**SOURCE MATERIAL**
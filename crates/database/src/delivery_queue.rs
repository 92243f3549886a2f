//! Out-of-app delivery queue.
//!
//! Entries are written by the notifier inside the triggering transaction and
//! consumed by per-channel dispatchers. A dispatcher first claims a batch by
//! stamping a claim token on it in a single statement; later updates must
//! present that token, so two concurrent runs never process the same entry.

use sqlx::types::Json;
use sqlx::SqliteExecutor;

use crate::error::Result;
use crate::models::{
    new_id, Channel, DeliveryAttempt, DeliveryContent, DeliveryOutcome, DeliveryQueueEntry, DeliveryStatus,
};

const ENTRY_COLUMNS: &str = "id, notification_id, recipient_id, channel, content, status, attempts, \
     retryable, claim_token, claimed_at, attempted_at, error, created_at";

/// Queue a delivery for one recipient on one channel.
pub async fn enqueue(
    executor: impl SqliteExecutor<'_>,
    notification_id: Option<&str>,
    recipient_id: &str,
    channel: Channel,
    content: &DeliveryContent,
) -> Result<DeliveryQueueEntry> {
    let query = format!(
        r#"
        INSERT INTO delivery_queue (id, notification_id, recipient_id, channel, content)
        VALUES (?, ?, ?, ?, ?)
        RETURNING {ENTRY_COLUMNS}
        "#
    );

    let row = sqlx::query_as::<_, DeliveryQueueEntry>(&query)
        .bind(new_id())
        .bind(notification_id)
        .bind(recipient_id)
        .bind(channel)
        .bind(Json(content))
        .fetch_one(executor)
        .await?;

    Ok(row)
}

/// Claim up to `limit` pending entries for a channel.
///
/// Entries claimed by a run that never finished become claimable again once
/// the claim is older than `claim_ttl_secs`.
pub async fn claim_batch(
    executor: impl SqliteExecutor<'_>,
    channel: Channel,
    limit: i64,
    claim_ttl_secs: i64,
) -> Result<Vec<DeliveryQueueEntry>> {
    let query = format!(
        r#"
        UPDATE delivery_queue
        SET claim_token = ?1, claimed_at = datetime('now')
        WHERE id IN (
            SELECT id
            FROM delivery_queue
            WHERE channel = ?2
              AND status = 'pending'
              AND (claim_token IS NULL OR claimed_at <= datetime('now', ?3))
            ORDER BY created_at, rowid
            LIMIT ?4
        )
        RETURNING {ENTRY_COLUMNS}
        "#
    );

    let mut rows = sqlx::query_as::<_, DeliveryQueueEntry>(&query)
        .bind(new_id())
        .bind(channel)
        .bind(format!("-{} seconds", claim_ttl_secs.max(0)))
        .bind(limit)
        .fetch_all(executor)
        .await?;

    rows.sort_by(|a, b| a.created_at.cmp(&b.created_at));
    Ok(rows)
}

/// Restamp a claim so it does not expire while the holder is still working.
///
/// Returns false when the entry is no longer pending under `claim_token`,
/// meaning another run has taken it over.
pub async fn renew_claim(executor: impl SqliteExecutor<'_>, id: &str, claim_token: &str) -> Result<bool> {
    let result = sqlx::query(
        r#"
        UPDATE delivery_queue
        SET claimed_at = datetime('now')
        WHERE id = ? AND claim_token = ? AND status = 'pending'
        "#,
    )
    .bind(id)
    .bind(claim_token)
    .execute(executor)
    .await?;

    Ok(result.rows_affected() > 0)
}

/// Mark a claimed entry as delivered. `note` keeps partial-failure details.
pub async fn mark_sent(
    executor: impl SqliteExecutor<'_>,
    id: &str,
    claim_token: &str,
    note: Option<&str>,
) -> Result<bool> {
    let result = sqlx::query(
        r#"
        UPDATE delivery_queue
        SET status = 'sent',
            attempts = attempts + 1,
            retryable = 0,
            attempted_at = datetime('now'),
            error = ?,
            claim_token = NULL
        WHERE id = ? AND claim_token = ?
        "#,
    )
    .bind(note)
    .bind(id)
    .bind(claim_token)
    .execute(executor)
    .await?;

    Ok(result.rows_affected() > 0)
}

/// Mark a claimed entry as failed.
pub async fn mark_failed(
    executor: impl SqliteExecutor<'_>,
    id: &str,
    claim_token: &str,
    error: &str,
    retryable: bool,
) -> Result<bool> {
    let result = sqlx::query(
        r#"
        UPDATE delivery_queue
        SET status = 'failed',
            attempts = attempts + 1,
            retryable = ?,
            attempted_at = datetime('now'),
            error = ?,
            claim_token = NULL
        WHERE id = ? AND claim_token = ?
        "#,
    )
    .bind(retryable)
    .bind(error)
    .bind(id)
    .bind(claim_token)
    .execute(executor)
    .await?;

    Ok(result.rows_affected() > 0)
}

/// Record the outcome for one destination of an entry.
pub async fn record_attempt(
    executor: impl SqliteExecutor<'_>,
    entry_id: &str,
    destination_id: &str,
    outcome: DeliveryOutcome,
    error: Option<&str>,
) -> Result<()> {
    sqlx::query(
        r#"
        INSERT INTO delivery_attempts (entry_id, destination_id, outcome, error)
        VALUES (?, ?, ?, ?)
        "#,
    )
    .bind(entry_id)
    .bind(destination_id)
    .bind(outcome)
    .bind(error)
    .execute(executor)
    .await?;

    Ok(())
}

/// Per-destination outcomes recorded for an entry.
pub async fn list_attempts(executor: impl SqliteExecutor<'_>, entry_id: &str) -> Result<Vec<DeliveryAttempt>> {
    let rows = sqlx::query_as::<_, DeliveryAttempt>(
        r#"
        SELECT id, entry_id, destination_id, outcome, error, attempted_at
        FROM delivery_attempts
        WHERE entry_id = ?
        ORDER BY id
        "#,
    )
    .bind(entry_id)
    .fetch_all(executor)
    .await?;

    Ok(rows)
}

/// Put retryable failed entries back to pending.
///
/// Only entries with fewer than `max_attempts` attempts are touched. This is
/// never called by the dispatcher itself.
pub async fn requeue_failed(executor: impl SqliteExecutor<'_>, channel: Channel, max_attempts: i64) -> Result<u64> {
    let result = sqlx::query(
        r#"
        UPDATE delivery_queue
        SET status = 'pending', claim_token = NULL, claimed_at = NULL
        WHERE channel = ? AND status = 'failed' AND retryable = 1 AND attempts < ?
        "#,
    )
    .bind(channel)
    .bind(max_attempts)
    .execute(executor)
    .await?;

    Ok(result.rows_affected())
}

/// Get an entry by ID.
pub async fn find_entry(executor: impl SqliteExecutor<'_>, id: &str) -> Result<Option<DeliveryQueueEntry>> {
    let query = format!("SELECT {ENTRY_COLUMNS} FROM delivery_queue WHERE id = ?");

    let row = sqlx::query_as::<_, DeliveryQueueEntry>(&query)
        .bind(id)
        .fetch_optional(executor)
        .await?;

    Ok(row)
}

/// All entries queued for a recipient, oldest first.
pub async fn list_for_recipient(
    executor: impl SqliteExecutor<'_>,
    recipient_id: &str,
) -> Result<Vec<DeliveryQueueEntry>> {
    let query = format!(
        r#"
        SELECT {ENTRY_COLUMNS}
        FROM delivery_queue
        WHERE recipient_id = ?
        ORDER BY created_at, rowid
        "#
    );

    let rows = sqlx::query_as::<_, DeliveryQueueEntry>(&query)
        .bind(recipient_id)
        .fetch_all(executor)
        .await?;

    Ok(rows)
}

/// Entry counts per status for a channel.
pub async fn count_by_status(executor: impl SqliteExecutor<'_>, channel: Channel) -> Result<Vec<(DeliveryStatus, i64)>> {
    let rows = sqlx::query_as::<_, (DeliveryStatus, i64)>(
        r#"
        SELECT status, COUNT(*) as count
        FROM delivery_queue
        WHERE channel = ?
        GROUP BY status
        ORDER BY status
        "#,
    )
    .bind(channel)
    .fetch_all(executor)
    .await?;

    Ok(rows)
}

**ACTIVITY**
Please repeat the whole listing above, keeping every line exactly as it reads.

**RESPONSE TO THE TASK**
filename crates/database/src/delivery_queue.rs
repository 92243f3549886a2f
//! Out-of-app delivery queue.
//!
//! Entries are written by the notifier inside the triggering transaction and
//! consumed by per-channel dispatchers. A dispatcher first claims a batch by
//! stamping a claim token on it in a single statement; later updates must
//! present that token, so two concurrent runs never process the same entry.

use sqlx::types::Json;
use sqlx::SqliteExecutor;

use crate::error::Result;
use crate::models::{
    new_id, Channel, DeliveryAttempt, DeliveryContent, DeliveryOutcome, DeliveryQueueEntry, DeliveryStatus,
};

const ENTRY_COLUMNS: &str = "id, notification_id, recipient_id, channel, content, status, attempts, \
     retryable, claim_token, claimed_at, attempted_at, error, created_at";

/// Queue a delivery for one recipient on one channel.
pub async fn enqueue(
    executor: impl SqliteExecutor<'_>,
    notification_id: Option<&str>,
    recipient_id: &str,
    channel: Channel,
    content: &DeliveryContent,
) -> Result<DeliveryQueueEntry> {
    let query = format!(
        r#"
        INSERT INTO delivery_queue (id, notification_id, recipient_id, channel, content)
        VALUES (?, ?, ?, ?, ?)
        RETURNING {ENTRY_COLUMNS}
        "#
    );

    let row = sqlx::query_as::<_, DeliveryQueueEntry>(&query)
        .bind(new_id())
        .bind(notification_id)
        .bind(recipient_id)
        .bind(channel)
        .bind(Json(content))
        .fetch_one(executor)
        .await?;

    Ok(row)
}

/// Claim up to `limit` pending entries for a channel.
///
/// Entries claimed by a run that never finished become claimable again once
/// the claim is older than `claim_ttl_secs`.
pub async fn claim_batch(
    executor: impl SqliteExecutor<'_>,
    channel: Channel,
    limit: i64,
    claim_ttl_secs: i64,
) -> Result<Vec<DeliveryQueueEntry>> {
    let query = format!(
        r#"
        UPDATE delivery_queue
        SET claim_token = ?1, claimed_at = datetime('now')
        WHERE id IN (
            SELECT id
            FROM delivery_queue
            WHERE channel = ?2
              AND status = 'pending'
              AND (claim_token IS NULL OR claimed_at <= datetime('now', ?3))
            ORDER BY created_at, rowid
            LIMIT ?4
        )
        RETURNING {ENTRY_COLUMNS}
        "#
    );

    let mut rows = sqlx::query_as::<_, DeliveryQueueEntry>(&query)
        .bind(new_id())
        .bind(channel)
        .bind(format!("-{} seconds", claim_ttl_secs.max(0)))
        .bind(limit)
        .fetch_all(executor)
        .await?;

    rows.sort_by(|a, b| a.created_at.cmp(&b.created_at));
    Ok(rows)
}

/// Restamp a claim so it does not expire while the holder is still working.
///
/// Returns false when the entry is no longer pending under `claim_token`,
/// meaning another run has taken it over.
pub async fn renew_claim(executor: impl SqliteExecutor<'_>, id: &str, claim_token: &str) -> Result<bool> {
    let result = sqlx::query(
        r#"
        UPDATE delivery_queue
        SET claimed_at = datetime('now')
        WHERE id = ? AND claim_token = ? AND status = 'pending'
        "#,
    )
    .bind(id)
    .bind(claim_token)
    .execute(executor)
    .await?;

    Ok(result.rows_affected() > 0)
}

/// Mark a claimed entry as delivered. `note` keeps partial-failure details.
pub async fn mark_sent(
    executor: impl SqliteExecutor<'_>,
    id: &str,
    claim_token: &str,
    note: Option<&str>,
) -> Result<bool> {
    let result = sqlx::query(
        r#"
        UPDATE delivery_queue
        SET status = 'sent',
            attempts = attempts + 1,
            retryable = 0,
            attempted_at = datetime('now'),
            error = ?,
            claim_token = NULL
        WHERE id = ? AND claim_token = ?
        "#,
    )
    .bind(note)
    .bind(id)
    .bind(claim_token)
    .execute(executor)
    .await?;

    Ok(result.rows_affected() > 0)
}

/// Mark a claimed entry as failed.
pub async fn mark_failed(
    executor: impl SqliteExecutor<'_>,
    id: &str,
    claim_token: &str,
    error: &str,
    retryable: bool,
) -> Result<bool> {
    let result = sqlx::query(
        r#"
        UPDATE delivery_queue
        SET status = 'failed',
            attempts = attempts + 1,
            retryable = ?,
            attempted_at = datetime('now'),
            error = ?,
            claim_token = NULL
        WHERE id = ? AND claim_token = ?
        "#,
    )
    .bind(retryable)
    .bind(error)
    .bind(id)
    .bind(claim_token)
    .execute(executor)
    .await?;

    Ok(result.rows_affected() > 0)
}

/// Record the outcome for one destination of an entry.
pub async fn record_attempt(
    executor: impl SqliteExecutor<'_>,
    entry_id: &str,
    destination_id: &str,
    outcome: DeliveryOutcome,
    error: Option<&str>,
) -> Result<()> {
    sqlx::query(
        r#"
        INSERT INTO delivery_attempts (entry_id, destination_id, outcome, error)
        VALUES (?, ?, ?, ?)
        "#,
    )
    .bind(entry_id)
    .bind(destination_id)
    .bind(outcome)
    .bind(error)
    .execute(executor)
    .await?;

    Ok(())
}

/// Per-destination outcomes recorded for an entry.
pub async fn list_attempts(executor: impl SqliteExecutor<'_>, entry_id: &str) -> Result<Vec<DeliveryAttempt>> {
    let rows = sqlx::query_as::<_, DeliveryAttempt>(
        r#"
        SELECT id, entry_id, destination_id, outcome, error, attempted_at
        FROM delivery_attempts
        WHERE entry_id = ?
        ORDER BY id
        "#,
    )
    .bind(entry_id)
    .fetch_all(executor)
    .await?;

    Ok(rows)
}

/// Put retryable failed entries back to pending.
///
/// Only entries with fewer than `max_attempts` attempts are touched. This is
/// never called by the dispatcher itself.
pub async fn requeue_failed(executor: impl SqliteExecutor<'_>, channel: Channel, max_attempts: i64) -> Result<u64> {
    let result = sqlx::query(
        r#"
        UPDATE delivery_queue
        SET status = 'pending', claim_token = NULL, claimed_at = NULL
        WHERE channel = ? AND status = 'failed' AND retryable = 1 AND attempts < ?
        "#,
    )
    .bind(channel)
    .bind(max_attempts)
    .execute(executor)
    .await?;

    Ok(result.rows_affected())
}

/// Get an entry by ID.
pub async fn find_entry(executor: impl SqliteExecutor<'_>, id: &str) -> Result<Option<DeliveryQueueEntry>> {
    let query = format!("SELECT {ENTRY_COLUMNS} FROM delivery_queue WHERE id = ?");

    let row = sqlx::query_as::<_, DeliveryQueueEntry>(&query)
        .bind(id)
        .fetch_optional(executor)
        .await?;

    Ok(row)
}

/// All entries queued for a recipient, oldest first.
pub async fn list_for_recipient(
    executor: impl SqliteExecutor<'_>,
    recipient_id: &str,
) -> Result<Vec<DeliveryQueueEntry>> {
    let query = format!(
        r#"
        SELECT {ENTRY_COLUMNS}
        FROM delivery_queue
        WHERE recipient_id = ?
        ORDER BY created_at, rowid
        "#
    );

    let rows = sqlx::query_as::<_, DeliveryQueueEntry>(&query)
        .bind(recipient_id)
        .fetch_all(executor)
        .await?;

    Ok(rows)
}

/// Entry counts per status for a channel.
pub async fn count_by_status(executor: impl SqliteExecutor<'_>, channel: Channel) -> Result<Vec<(DeliveryStatus, i64)>> {
    let rows = sqlx::query_as::<_, (DeliveryStatus, i64)>(
        r#"
        SELECT status, COUNT(*) as count
        FROM delivery_queue
        WHERE channel = ?
        GROUP BY status
        ORDER BY status
        "#,
    )
    .bind(channel)
    .fetch_all(executor)
    .await?;

    Ok(rows)
}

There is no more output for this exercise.